The table was not between them now, somehow, and, before she had time to resist, he caught her in his arms, and kissed her lips and eyes in a mad passion of love. Then, without waiting for her reproaches, he hurried from the room.
That night he stayed at the “Langham,” unknown to either Lady Gwendolyn or Mrs. O’Hara. His mind disturbed by the events of the day, he found it impossible to sleep, and yet he knew he should be useless all day unless he could get some rest for his aching brain. Finally it occurred to him that his traveling-flask was full of fine old cognac, and that, as physical exhaustion, as well as mental worry, had something to do with his wakefulness, some stimulant might help him through.

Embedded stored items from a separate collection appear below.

impl<'a, G: SourceGraph> EntryResolver<'a, G> {
    pub fn new(manifest: &'a ManifestDocument, graph: &'a G) -> Self {
        Self { manifest, graph }
    }

    /// Produce the ordered entry set and the registry of dynamic scripts.
    pub fn resolve(&self) -> Result<ResolvedGraph, CrxError> {
        let mut state = ResolveState {
            entries: Vec::new(),
            registry: VirtualAssetRegistry::new(),
            dynamic: HashMap::new(),
            assets: HashMap::new(),
            page_refs: HashMap::new(),
            pages: Vec::new(),
            roots: VecDeque::new(),
        };

        self.seed(&mut state)?;

        while let Some(root) = state.roots.pop_front() {
            self.traverse(&mut state, root)?;
        }

        Ok(ResolvedGraph {
            entries: state.entries,
            registry: state.registry,
        })
    }

    fn seed(&self, state: &mut ResolveState) -> Result<(), CrxError> {
        let module_worker = matches!(
            self.manifest.background,
            Some(Background::ServiceWorker { module: true, .. })
        );

        for (raw, location) in self.manifest.enumerate_referenced_paths() {
            if utils::is_glob_pattern(raw) {
                tracing::debug!(pattern = raw, %location, "glob passed through");
                continue;
            }
            let path = utils::normalize_source_path(raw);
            if !self.graph.exists(&path) {
                return Err(CrxError::MissingSourceFile {
                    path: raw.to_string(),
                    site: ReferenceSite::Manifest(location),
                });
            }

            let mut entry = BuildEntry {
                id: EntryId(0),
                source_path: path.clone(),
                kind: EntryKind::StaticAsset,
                execution_world: None,
                module: false,
                manifest_location: None,
                logical_id: None,
                referrer: None,
            };

            match &location {
                ManifestLocation::ServiceWorker | ManifestLocation::BackgroundScript(_) => {
                    entry.kind = EntryKind::ServiceWorker;
                    entry.module = module_worker;
                    state.roots.push_back(TraversalRoot {
                        path,
                        context: ExtensionContext::Background,
                        matches: Vec::new(),
                    });
                }
                ManifestLocation::ContentScriptJs { script, .. } => {
                    let cs = &self.manifest.content_scripts[*script];
                    let world = cs.world.unwrap_or_default();
                    entry.kind = EntryKind::ContentScript;
                    entry.execution_world = Some(world);
                    state.roots.push_back(TraversalRoot {
                        path,
                        context: ExtensionContext::for_world(world),
                        matches: cs.matches.clone(),
                    });
                }
                ManifestLocation::ContentScriptCss { .. } => entry.kind = EntryKind::Css,
                ManifestLocation::BackgroundPage => {
                    entry.kind = EntryKind::HtmlPage;
                    state.pages.push((path, ExtensionContext::Background));
                }
                ManifestLocation::Page(_) => {
                    entry.kind = EntryKind::HtmlPage;
                    state.pages.push((path, ExtensionContext::ExtensionPage));
                }
                ManifestLocation::WebAccessiblePath(_)
                | ManifestLocation::WebAccessibleResource { .. } => {
                    entry.kind = if utils::is_script_path(&entry.source_path) {
                        // Pages load these with `<script src>`, in their own world.
                        entry.execution_world = Some(ExecutionWorld::Main);
                        state.roots.push_back(TraversalRoot {
                            path,
                            context: ExtensionContext::for_world(ExecutionWorld::Main),
                            matches: self.web_accessible_matches(&location),
                        });
                        EntryKind::DynamicScript
                    } else if utils::is_style_path(&entry.source_path) {
                        EntryKind::Css
                    } else if utils::is_html_path(&entry.source_path) {
                        state.pages.push((path, ExtensionContext::ExtensionPage));
                        EntryKind::HtmlPage
                    } else {
                        EntryKind::StaticAsset
                    };
                }
                ManifestLocation::Icon(_)
                | ManifestLocation::ActionIcon(_)
                | ManifestLocation::RuleResource(_) => {}
            }

            entry.manifest_location = Some(location);
            state.push(entry);
        }

        for (page, context) in std::mem::take(&mut state.pages) {
            self.seed_page_references(state, &page, context)?;
        }
        Ok(())
    }

    /// Seed the scripts, stylesheets and images `page` loads. Its scripts
    /// are traversed in `context`.
    fn seed_page_references(
        &self,
        state: &mut ResolveState,
        page: &str,
        context: ExtensionContext,
    ) -> Result<(), CrxError> {
        let page_root = TraversalRoot {
            path: page.to_string(),
            context,
            matches: Vec::new(),
        };
        for reference in self.graph.html_references(page)? {
            let path = reference.source_path(page);
            if !self.graph.exists(&path) {
                return Err(CrxError::MissingSourceFile {
                    path,
                    site: ReferenceSite::Import {
                        importer: page.to_string(),
                        specifier: reference.value,
                    },
                });
            }
            tracing::debug!(page, kind = %reference.kind, %path, "page reference");

            let kind = match reference.kind {
                HtmlReferenceKind::Image => {
                    self.add_static_asset(state, &page_root, page, path);
                    continue;
                }
                HtmlReferenceKind::Script => EntryKind::PageScript,
                HtmlReferenceKind::Stylesheet => EntryKind::Css,
            };
            if state.page_refs.contains_key(&path) {
                continue;
            }
            if kind == EntryKind::PageScript {
                state.roots.push_back(TraversalRoot {
                    path: path.clone(),
                    context,
                    matches: Vec::new(),
                });
            }
            let idx = state.push(BuildEntry {
                id: EntryId(0),
                source_path: path.clone(),
                kind,
                execution_world: None,
                module: false,
                manifest_location: None,
                logical_id: None,
                referrer: Some(Referrer {
                    file: page.to_string(),
                    context,
                    matches: Vec::new(),
                }),
            });
            state.page_refs.insert(path, idx);
        }
        Ok(())
    }

    /// The page patterns a web-accessible path is exposed to. MV2 paths carry
    /// none.
    fn web_accessible_matches(&self, location: &ManifestLocation) -> Vec<String> {
        match (location, &self.manifest.web_accessible_resources) {
            (
                ManifestLocation::WebAccessibleResource { entry, .. },
                Some(WebAccessibleResources::Entries(entries)),
            ) => entries
                .get(*entry)
                .map(|war| war.matches.clone())
                .unwrap_or_default(),
            _ => Vec::new(),
        }
    }

    fn traverse(&self, state: &mut ResolveState, root: TraversalRoot) -> Result<(), CrxError> {
        let mut visited: HashSet<String> = HashSet::new();
        let mut stack = vec![root.path.clone()];

        while let Some(file) = stack.pop() {
            if !visited.insert(file.clone()) {
                continue;
            }
            let sites = self.graph.import_sites(&file)?;
            let mut static_imports = Vec::new();

            for site in sites {
                utils::reject_internal_specifier(&file, &site.specifier)?;
                let (raw_path, query) = utils::split_query(&site.specifier);
                if !utils::is_path_specifier(raw_path) {
                    continue;
                }

                let parsed = parse_script_specifier(&site.specifier).map_err(|reason| {
                    CrxError::InvalidScriptImport {
                        importer: file.clone(),
                        specifier: site.specifier.clone(),
                        reason,
                    }
                })?;

                if let Some((path, request)) = parsed {
                    let target = self.locate(&file, path, &site.specifier)?;
                    self.add_dynamic_script(state, &root, &file, &site.specifier, target, request)?;
                    continue;
                }

                if query.is_some() {
                    // `?raw`, `?url` and friends belong to the bundler.
                    continue;
                }

                let target = self.locate(&file, raw_path, &site.specifier)?;
                if utils::is_script_path(&target) {
                    static_imports.push(target);
                } else if !utils::is_style_path(&target) {
                    self.add_static_asset(state, &root, &file, target);
                }
            }

            // Reverse so the stack pops in source order.
            stack.extend(static_imports.into_iter().rev());
        }
        Ok(())
    }

    /// Resolve `specifier` (query stripped as `path`) against `importer`,
    /// trying known extensions for extensionless paths.
    fn locate(&self, importer: &str, path: &str, specifier: &str) -> Result<String, CrxError> {
        let joined = utils::join_specifier(importer, path);
        if self.graph.exists(&joined) {
            return Ok(joined);
        }
        if utils::extension_of(&joined).is_empty() {
            for suffix in IMPORT_CANDIDATES {
                let candidate = format!("{}{}", joined, suffix);
                if self.graph.exists(&candidate) {
                    return Ok(candidate);
                }
            }
        }
        Err(CrxError::MissingSourceFile {
            path: joined,
            site: ReferenceSite::Import {
                importer: importer.to_string(),
                specifier: specifier.to_string(),
            },
        })
    }

    fn add_dynamic_script(
        &self,
        state: &mut ResolveState,
        root: &TraversalRoot,
        importer: &str,
        specifier: &str,
        target: String,
        request: ScriptRequest,
    ) -> Result<(), CrxError> {
        if let Some(existing) = state.registry.lookup(&target, request.world) {
            if existing.request.format != request.format {
                return Err(CrxError::InvalidScriptImport {
                    importer: importer.to_string(),
                    specifier: specifier.to_string(),
                    reason: format!(
                        "'{}' is already requested in the {} world with a different format",
                        target, request.world
                    ),
                });
            }
        }

        let logical_id = state.registry.register(&target, request);
        state.registry.record_referrer(&logical_id, importer)?;

        let key = (target.clone(), request.world);
        if let Some(&idx) = state.dynamic.get(&key) {
            let entry = &mut state.entries[idx];
            let before = entry.referrer.as_ref().map(|r| r.matches.len());
            match entry.referrer.as_mut() {
                Some(existing) if existing.context.is_web_hosted() => {
                    merge_matches(&mut existing.matches, &root.matches);
                }
                _ if root.context.is_web_hosted() => {
                    entry.referrer = Some(Referrer {
                        file: importer.to_string(),
                        context: root.context,
                        matches: root.matches.clone(),
                    });
                }
                _ => {}
            }
            let widened = entry.referrer.as_ref().map(|r| r.matches.len()) != before;
            if widened {
                // Assets the script pulls in are exposed to the new pages too.
                let matches = entry
                    .referrer
                    .as_ref()
                    .map(|r| r.matches.clone())
                    .unwrap_or_default();
                state.roots.push_back(TraversalRoot {
                    path: target,
                    context: ExtensionContext::for_world(request.world),
                    matches,
                });
            }
            return Ok(());
        }

        let idx = state.push(BuildEntry {
            id: EntryId(0),
            source_path: target.clone(),
            kind: EntryKind::DynamicScript,
            execution_world: Some(request.world),
            module: request.format == ScriptFormat::Module,
            manifest_location: None,
            logical_id: Some(logical_id),
            referrer: Some(Referrer {
                file: importer.to_string(),
                context: root.context,
                matches: root.matches.clone(),
            }),
        });
        state.dynamic.insert(key, idx);

        // A dynamic script always ends up injected into a tab, whoever asked.
        state.roots.push_back(TraversalRoot {
            path: target,
            context: ExtensionContext::for_world(request.world),
            matches: root.matches.clone(),
        });
        Ok(())
    }

    fn add_static_asset(
        &self,
        state: &mut ResolveState,
        root: &TraversalRoot,
        importer: &str,
        target: String,
    ) {
        let referrer = Referrer {
            file: importer.to_string(),
            context: root.context,
            matches: root.matches.clone(),
        };
        if let Some(&idx) = state.assets.get(&target) {
            let entry = &mut state.entries[idx];
            match entry.referrer.as_mut() {
                Some(existing) if existing.context.is_web_hosted() => {
                    merge_matches(&mut existing.matches, &root.matches);
                }
                _ if root.context.is_web_hosted() => entry.referrer = Some(referrer),
                _ => {}
            }
            return;
        }
        let idx = state.push(BuildEntry {
            id: EntryId(0),
            source_path: target.clone(),
            kind: EntryKind::StaticAsset,
            execution_world: None,
            module: false,
            manifest_location: None,
            logical_id: None,
            referrer: Some(referrer),
        });
        state.assets.insert(target, idx);
    }
}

He therefore mixed himself a pretty strong dose—about twice the quantity he would have taken ordinarily—and then lay down again, his nerves wonderfully soothed, and a pleasant languor stilling the riot of his irritable pulse.
His last conscious act was to glance at the clock, and say to himself:
“I must not sleep for more than three hours, at the longest.”
And he fancied—but that must have been the beginning of a grotesque dream—that the clock winked at him, as much as to express, derisively: “We shall see.”